I'm trying to check if the difference between two Timestamp columns in Pandas is greater than n
seconds. I don't actually care about the difference. I just want to know if it's greater than n
seconds, and I could also limit n
to a range between, let's say, 1 to 60.
Sounds easy, right?
This question has many valuable answers outlining how to do that.

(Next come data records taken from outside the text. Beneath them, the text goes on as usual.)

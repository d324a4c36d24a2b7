use anyhow::{Context, Result};
use serde_json::json;
use std::fs::File;
use std::io::{BufWriter, Write};
use std::path::Path;

use crate::domain::BoundarySnapshot;

/// Write a validated boundary as a GeoJSON Feature
///
/// The polygon ring is closed by repeating the first vertex, and
/// coordinates follow the GeoJSON [lon, lat] axis order. The store name
/// and center travel in the feature's properties.
///
/// # Arguments
/// * `path` - Output file path
/// * `snapshot` - Validated boundary from `validate_and_save`
pub fn write_geojson(path: &Path, snapshot: &BoundarySnapshot) -> Result<()> {
    let file = File::create(path)
        .with_context(|| format!("Failed to create output file: {}", path.display()))?;
    let mut writer = BufWriter::new(file);

    let mut ring: Vec<[f64; 2]> = snapshot
        .vertices
        .iter()
        .map(|v| [v.lon, v.lat])
        .collect();
    ring.push(ring[0]);

    let feature = json!({
        "type": "Feature",
        "geometry": {
            "type": "Polygon",
            "coordinates": [ring],
        },
        "properties": {
            "name": snapshot.store_name,
            "center": [snapshot.center.lon, snapshot.center.lat],
        },
    });

    serde_json::to_writer_pretty(&mut writer, &feature)
        .with_context(|| format!("Failed to write GeoJSON to {}", path.display()))?;
    writer.flush()?;

    Ok(())
}

#[cfg(test)]
mod tests {
    use super::*;
    use crate::domain::Coordinate;
    use crate::session::BoundarySession;
    use std::fs;
    use tempfile::tempdir;

    #[test]
    fn test_write_geojson() {
        let center = Coordinate::new(51.5, -0.10).unwrap();
        let mut session = BoundarySession::new(center, 5000.0, "Borough Market");
        for (lat, lon) in [
            (51.48, -0.10),
            (51.49, -0.07),
            (51.52, -0.08),
            (51.52, -0.12),
            (51.49, -0.13),
        ] {
            session.attempt_add_vertex(Coordinate::new(lat, lon).unwrap());
        }
        let snapshot = session.validate_and_save().unwrap();

        let dir = tempdir().unwrap();
        let path = dir.path().join("boundary.geojson");
        write_geojson(&path, &snapshot).unwrap();

        let contents = fs::read_to_string(&path).unwrap();
        let parsed: serde_json::Value = serde_json::from_str(&contents).unwrap();

        assert_eq!(parsed["type"], "Feature");
        assert_eq!(parsed["geometry"]["type"], "Polygon");
        assert_eq!(parsed["properties"]["name"], "Borough Market");

        // Ring must be closed: 5 vertices plus the repeated first one
        let ring = parsed["geometry"]["coordinates"][0].as_array().unwrap();
        assert_eq!(ring.len(), 6);
        assert_eq!(ring[0], ring[5]);
    }
}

The problem: For reasons outside of my control, the difference between the two timestamps may be quite large, and that's why I'm running into an integer overflow.
Here's a MCVE:
import pandas as pd
import pandas.testing
dataframe = pd.DataFrame(
{
"historic": [pd.Timestamp("1900-01-01T00:00:00+00:00")],
"futuristic": [pd.Timestamp("2200-01-01T00:00:00+00:00")],
}
)
# Goal: Figure out if the difference between
# futuristic and historic is > n seconds, i.e.:
# futuristic - historic > n
number_of_seconds = 1
dataframe["diff_greater_n"] = (
dataframe["futuristic"] - dataframe["historic"]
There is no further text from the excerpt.